Germany is becoming one of the most international markets

Timothy Horrocks

For over 20 years, Timothy Horrocks has been responsible for Nuveen Real Estate's continental European real estate investments. With his unique on-the-ground experience, he explains what opportunities and challenges the German real estate markets currently offer in a Europe-wide comparison.

What are the current advantages and disadvantages of the German commercial real estate market compared with other locations in continental Europe?
In the current environment, the German real estate market has seen many of the same challenges as its European counterparts, however in some sectors we do anticipate that the German market has characteristics that will help it recover more quickly. In the office market, very low supply and vacancy offer some stability. There is also a large number of private companies, where information and relationship building are crucial, so a return to the office is likely for most people. Of course, we imagine that offices will be used differently and some dedensification is to be expected, but overall, they should hold up well.

Looking to logistics, Germany is seen as the centre of Europe, so the market has remained very active, and particularly as the distribution of goods is even more crucial at this time. High demand for space, coupled with restrictive planning for industrial development, is also leading to rental growth.

Physical retail also works better in Germany than in most other European countries.
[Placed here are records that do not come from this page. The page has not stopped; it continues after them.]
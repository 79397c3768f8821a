//! Article repository implementation.

use sqlx::PgPool;

use cesizen_core::error::{AppError, ErrorKind};
use cesizen_core::result::AppResult;
use cesizen_entity::article::{Article, ArticleListing, NewArticle};

/// Repository for article CRUD and listing queries.
#[derive(Debug, Clone)]
pub struct ArticleRepository {
    pool: PgPool,
}

impl ArticleRepository {
    /// Create a new article repository.
    pub fn new(pool: PgPool) -> Self {
        Self { pool }
    }

    /// Find an article by primary key.
    pub async fn find_by_id(&self, id: i32) -> AppResult<Option<Article>> {
        sqlx::query_as::<_, Article>("SELECT * FROM articles WHERE id = $1")
            .bind(id)
            .fetch_optional(&self.pool)
            .await
            .map_err(|e| AppError::with_source(ErrorKind::Database, "Failed to find article", e))
    }

    /// List all articles joined with their category label and author login.
    pub async fn list_all(&self) -> AppResult<Vec<ArticleListing>> {
        sqlx::query_as::<_, ArticleListing>(
            "SELECT a.id, a.title, a.content, c.label AS category, u.login AS creator, a.created_at \
             FROM articles a \
             JOIN categories c ON c.id = a.category_id \
             JOIN users u ON u.id = a.user_id \
             ORDER BY a.created_at DESC",
        )
        .fetch_all(&self.pool)
        .await
        .map_err(|e| AppError::with_source(ErrorKind::Database, "Failed to list articles", e))
    }

    /// List all articles in one category.
    pub async fn list_by_category(&self, category_id: i32) -> AppResult<Vec<Article>> {
        sqlx::query_as::<_, Article>(
            "SELECT * FROM articles WHERE category_id = $1 ORDER BY created_at DESC",
        )
        .bind(category_id)
        .fetch_all(&self.pool)
        .await
        .map_err(|e| {
            AppError::with_source(ErrorKind::Database, "Failed to list articles by category", e)
        })
    }

    /// Insert a new article.
    pub async fn create(&self, data: &NewArticle) -> AppResult<Article> {
        sqlx::query_as::<_, Article>(
            "INSERT INTO articles (title, content, category_id, user_id) \
             VALUES ($1, $2, $3, $4) \
             RETURNING *",
        )
        .bind(&data.title)
        .bind(&data.content)
        .bind(data.category_id)
        .bind(data.user_id)
        .fetch_one(&self.pool)
        .await
        .map_err(|e| AppError::with_source(ErrorKind::Database, "Failed to create article", e))
    }

    /// Delete an article by id.
    pub async fn delete(&self, id: i32) -> AppResult<()> {
        let result = sqlx::query("DELETE FROM articles WHERE id = $1")
            .bind(id)
            .execute(&self.pool)
            .await
            .map_err(|e| {
                AppError::with_source(ErrorKind::Database, "Failed to delete article", e)
            })?;

        if result.rows_affected() == 0 {
            return Err(AppError::not_found("Article not found"));
        }
        Ok(())
    }
}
Although there has been a rise in online shopping, driven in part by the pandemic, German consumers tend to change habits incrementally, so we don’t anticipate seeing a huge shift in demand.

On the other hand, there is stiff pricing across all sectors which can make Germany a difficult market to access. Historically there has always been a strong supply of domestic capital investing into core German real estate, through pensions and insurance firms for example, which in recent years have upped their allocations. Over the last decade or so international capital that traditionally looked at value-add opportunities in the German market has moved into the core and core plus markets. This has also contributed to prices rising in all sectors.
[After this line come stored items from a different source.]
//! Authentication service — the account directory's login-facing side.

use std::collections::BTreeMap;
use std::sync::Arc;

use tracing::info;

use cesizen_auth::jwt::JwtEncoder;
use cesizen_auth::password::{PasswordHasher, PasswordValidator};
use cesizen_core::error::{AppError, FieldError};
use cesizen_core::result::AppResult;
use cesizen_core::traits::Clock;
use cesizen_database::repositories::user::UserRepository;
use cesizen_entity::user::{LifecycleState, NewUser, Role, User};

/// Login name length bounds.
const MIN_LOGIN_LENGTH: usize = 4;
const MAX_LOGIN_LENGTH: usize = 15;

/// Handles authentication, registration, and current-account resolution.
#[derive(Clone)]
pub struct AuthService {
    /// Account storage.
    user_repo: Arc<UserRepository>,
    /// Password hashing capability.
    hasher: Arc<dyn PasswordHasher>,
    /// Password policy.
    validator: Arc<PasswordValidator>,
    /// Token issuer.
    encoder: Arc<JwtEncoder>,
    /// Time source.
    clock: Arc<dyn Clock>,
}

impl std::fmt::Debug for AuthService {
    fn fmt(&self, f: &mut std::fmt::Formatter<'_>) -> std::fmt::Result {
        f.debug_struct("AuthService").finish_non_exhaustive()
    }
}

/// Result of a successful login.
#[derive(Debug, Clone)]
pub struct LoginOutcome {
    /// The freshly issued access token.
    pub access_token: String,
    /// The authenticated account, with `last_login_at` already updated.
    pub user: User,
}

/// Data submitted at registration.
#[derive(Debug, Clone, serde::Serialize, serde::Deserialize)]
pub struct RegisterRequest {
    /// Desired login.
    pub login: String,
    /// Email address.
    pub email: String,
    /// Password.
    pub password: String,
    /// Password confirmation.
    pub confirm_password: String,
}

impl AuthService {
    /// Creates a new auth service.
    pub fn new(
        user_repo: Arc<UserRepository>,
        hasher: Arc<dyn PasswordHasher>,
        validator: Arc<PasswordValidator>,
        encoder: Arc<JwtEncoder>,
        clock: Arc<dyn Clock>,
    ) -> Self {
        Self {
            user_repo,
            hasher,
            validator,
            encoder,
            clock,
        }
    }

    /// Authenticates a login/password pair.
    ///
    /// An unknown login and a wrong password produce the same credentials
    /// error; disabled and deleted accounts fail with their own kinds,
    /// which the API boundary collapses to the same generic message.
    /// On success the login is recorded (timestamp overwrite plus one
    /// appended login event, in one transaction).
    pub async fn authenticate(&self, login: &str, password: &str) -> AppResult<User> {
        let user = self
            .user_repo
            .find_by_login(login)
            .await?
            .ok_or_else(AppError::credentials)?;

        match user.lifecycle() {
            LifecycleState::Deleted => return Err(AppError::account_deleted()),
            LifecycleState::Disabled => return Err(AppError::account_disabled()),
            LifecycleState::Active => {}
        }

        if !self.hasher.verify(password, &user.password_hash)? {
            return Err(AppError::credentials());
        }

        let now = self.clock.now();
        self.user_repo.record_login(user.id, now).await?;

        info!(user_id = %user.id, login = %user.login, "User authenticated");

        Ok(User {
            last_login_at: Some(now),
            ..user
        })
    }

    /// Authenticates and issues an access token.
    pub async fn login(&self, login: &str, password: &str) -> AppResult<LoginOutcome> {
        let user = self.authenticate(login, password).await?;
        let access_token = self.encoder.issue(Some(&user))?;
        Ok(LoginOutcome { access_token, user })
    }

    /// Registers a new account with role `user`.
    ///
    /// Field violations accumulate: a request with a taken login AND a
    /// taken email reports both at once.
    pub async fn register(&self, req: RegisterRequest) -> AppResult<User> {
        let mut fields: BTreeMap<String, FieldError> = BTreeMap::new();

        let login = req.login.trim();
        if login.len() < MIN_LOGIN_LENGTH || login.len() > MAX_LOGIN_LENGTH {
            fields.insert(
                "login".to_string(),
                FieldError::new(
                    "length",
                    format!(
                        "Login must be between {MIN_LOGIN_LENGTH} and {MAX_LOGIN_LENGTH} characters"
                    ),
                ),
            );
        } else if !login.chars().all(|c| c.is_alphanumeric()) {
            fields.insert(
                "login".to_string(),
                FieldError::new("format", "Login must contain only alphanumeric characters"),
            );
        }

        let email = req.email.trim();
        if !is_plausible_email(email) {
            fields.insert(
                "email".to_string(),
                FieldError::new("format", "Email address is not valid"),
            );
        }

        let violations = self.validator.violations(&req.password);
        if !violations.is_empty() {
            fields.insert(
                "password".to_string(),
                FieldError::new(
                    "policy",
                    format!("Password must: {}", violations.join(", ")),
                ),
            );
        }
        if req.password != req.confirm_password {
            fields.insert(
                "confirm_password".to_string(),
                FieldError::new("mismatch", "Passwords do not match"),
            );
        }

        // Uniqueness checks only run for well-formed identifiers.
        if !fields.contains_key("login")
            && self.user_repo.find_by_login(login).await?.is_some()
        {
            fields.insert(
                "login".to_string(),
                FieldError::new("already_exists", "This login is already taken"),
            );
        }
        if !fields.contains_key("email") && self.user_repo.find_by_email(email).await?.is_some() {
            fields.insert(
                "email".to_string(),
                FieldError::new("already_exists", "This email is already in use"),
            );
        }

        if !fields.is_empty() {
            return Err(AppError::validation_fields(fields));
        }

        let password_hash = self.hasher.hash(&req.password)?;
        let user = self
            .user_repo
            .create(&NewUser {
                login: login.to_string(),
                email: email.to_string(),
                password_hash,
                role: Role::User,
            })
            .await?;

        info!(user_id = %user.id, login = %user.login, "User registered");
        Ok(user)
    }

    /// Resolves the account behind a verified token subject.
    ///
    /// The account must still exist and be active: a token that outlives
    /// its account (or an account disabled since issuance) cannot be used
    /// to read the profile.
    pub async fn current_user(&self, login: &str) -> AppResult<User> {
        let user = self
            .user_repo
            .find_by_login(login)
            .await?
            .ok_or_else(AppError::credentials)?;

        match user.lifecycle() {
            LifecycleState::Deleted => Err(AppError::account_deleted()),
            LifecycleState::Disabled => Err(AppError::account_disabled()),
            LifecycleState::Active => Ok(user),
        }
    }
}

/// Cheap structural email check; full RFC validation is not attempted.
fn is_plausible_email(email: &str) -> bool {
    let Some((local, domain)) = email.split_once('@') else {
        return false;
    };
    !local.is_empty() && domain.contains('.') && !domain.starts_with('.') && !domain.ends_with('.')
}

#[cfg(test)]
mod tests {
    use super::*;

    #[test]
    fn email_plausibility() {
        assert!(is_plausible_email("user@example.com"));
        assert!(is_plausible_email("a.b@sub.example.org"));
        assert!(!is_plausible_email("userexample.com"));
        assert!(!is_plausible_email("user@"));
        assert!(!is_plausible_email("@example.com"));
        assert!(!is_plausible_email("user@nodot"));
        assert!(!is_plausible_email("user@.com"));
    }
}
How will the German markets develop over the next 24 months? What factors are particularly important for the investment and rental markets?
Economic growth is key to the success of the German real estate market over the next 24 months, as is the outlook for global trade due to the country’s export and distribution focus. A finite land supply that will be zoned for logistics development may need to be assessed, while more needs to be done to support the housing shortfall across the country, particularly in the affordable housing market.
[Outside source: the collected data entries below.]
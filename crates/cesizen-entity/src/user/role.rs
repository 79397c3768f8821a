//! User role enumeration.

use serde::{Deserialize, Serialize};
use std::fmt;
use std::str::FromStr;

/// Roles recognized by the authorization policy.
///
/// `Anonymous` is never stored on an account; it is the role resolved for
/// requests carrying no credential, and a valid policy subject.
#[derive(Debug, Clone, Copy, PartialEq, Eq, Hash, Serialize, Deserialize, sqlx::Type)]
#[sqlx(type_name = "user_role", rename_all = "lowercase")]
#[serde(rename_all = "lowercase")]
pub enum Role {
    /// Unauthenticated caller.
    Anonymous,
    /// Registered account.
    User,
    /// Platform administrator.
    Admin,
}

impl Role {
    /// Check if this role is an admin.
    pub fn is_admin(&self) -> bool {
        matches!(self, Self::Admin)
    }

    /// Return the role as a lowercase string.
    pub fn as_str(&self) -> &'static str {
        match self {
            Self::Anonymous => "anonymous",
            Self::User => "user",
            Self::Admin => "admin",
        }
    }
}

impl fmt::Display for Role {
    fn fmt(&self, f: &mut fmt::Formatter<'_>) -> fmt::Result {
        write!(f, "{}", self.as_str())
    }
}

impl FromStr for Role {
    type Err = cesizen_core::AppError;

    fn from_str(s: &str) -> Result<Self, Self::Err> {
        match s.to_lowercase().as_str() {
            "anonymous" => Ok(Self::Anonymous),
            "user" => Ok(Self::User),
            "admin" => Ok(Self::Admin),
            _ => Err(cesizen_core::AppError::validation(format!(
                "Invalid role: '{s}'. Expected one of: anonymous, user, admin"
            ))),
        }
    }
}

#[cfg(test)]
mod tests {
    use super::*;

    #[test]
    fn test_from_str() {
        assert_eq!("admin".parse::<Role>().unwrap(), Role::Admin);
        assert_eq!("USER".parse::<Role>().unwrap(), Role::User);
        assert_eq!("anonymous".parse::<Role>().unwrap(), Role::Anonymous);
        assert!("manager".parse::<Role>().is_err());
    }

    #[test]
    fn test_is_admin() {
        assert!(Role::Admin.is_admin());
        assert!(!Role::User.is_admin());
        assert!(!Role::Anonymous.is_admin());
    }
}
A change of government could also be key as Germany needs more reforms. It is likely that a Conservative or Green government could turn out to be quite business-friendly, as well as pushing for green investments, which are much needed if the industry is going to work towards a net zero emissions future.

How transparent are the German real estate markets? Where is there still room for improvement in an international comparison?
Historically the German real estate market has not been particularly transparent, especially when compared to countries such as the U.S., the U.K. and Australia. Occupier markets tend to be quite transparent on the office and residential side, but less so in retail and logistics. Of course, if you’re established in a particular market you tend to be able to find the information you need but it isn’t publicised or made available to everyone. That said, the rise of bigger global real estate agents has contributed to more transparency.

How international are the structures and corporate cultures of German asset and property managers?
I think Germany is becoming one of the most international markets, but perhaps not as much so as the Nordics and the Netherlands. Many people in Germany have studied abroad and usually speak very good English and other languages. The international firms that have offices in Germany tend to be less conservative than domestic ones.

That said, everyone has become a lot more international over the last twenty years. The advent of the euro facilitated European cross-border investment and the German open-ended funds were pioneers in pursuing investment across the eurozone and the UK.

What ESG criteria do you as an investor apply to your investment properties?
ESG is at the heart of our investment processes and has been for over a decade. We place a specific emphasis on energy reduction and work to achieve this throughout our global real estate investments. Now, more than ever, our clients also want to integrate ESG measures into their investments to achieve their own targets, so we are able to work together on this.

Looking at Germany, it is a fairly ‘green’ country with a prominent Green Party, so investors here tend to be in tune with these issues.

What other acquisition criteria will be important for Nuveen in Germany in the next 24 months?

In terms of acquisition criteria, much depends on what our clients want. We will continue to invest in logistics where we have a strong franchise and track record, and we will keep working on building our housing capabilities over the next couple of years. We will also be targeting alternatives more, having already provided financing for a data centre development in Germany. Across all of our assets, ESG will become increasingly important and we will look at social impact in a more meaningful way, building upon our strong track record in America.

Do the more restrictive financing conditions play a role for you?
As a primarily core to core plus manager we tend to take fairly low leverage, so it doesn’t play a material role in our acquisitions. Our long-standing relationships and good track record help us to obtain debt financing.

What do you expect from your German asset and property managers with regard to tenant management?
Property is a local business at heart, so we work to partner with our occupiers and build strong relationships to help them achieve their goals in a fast-changing world. Over the last few years, the role of the property manager has evolved to be more collaborative and we only anticipate this increasing going forward. To attract and retain the best occupiers, you have to be forward-thinking and proactive and manage the assets and relationships accordingly.

About: Timothy Horrocks is Head of Real Estate, Continental Europe of Nuveen Real Estate.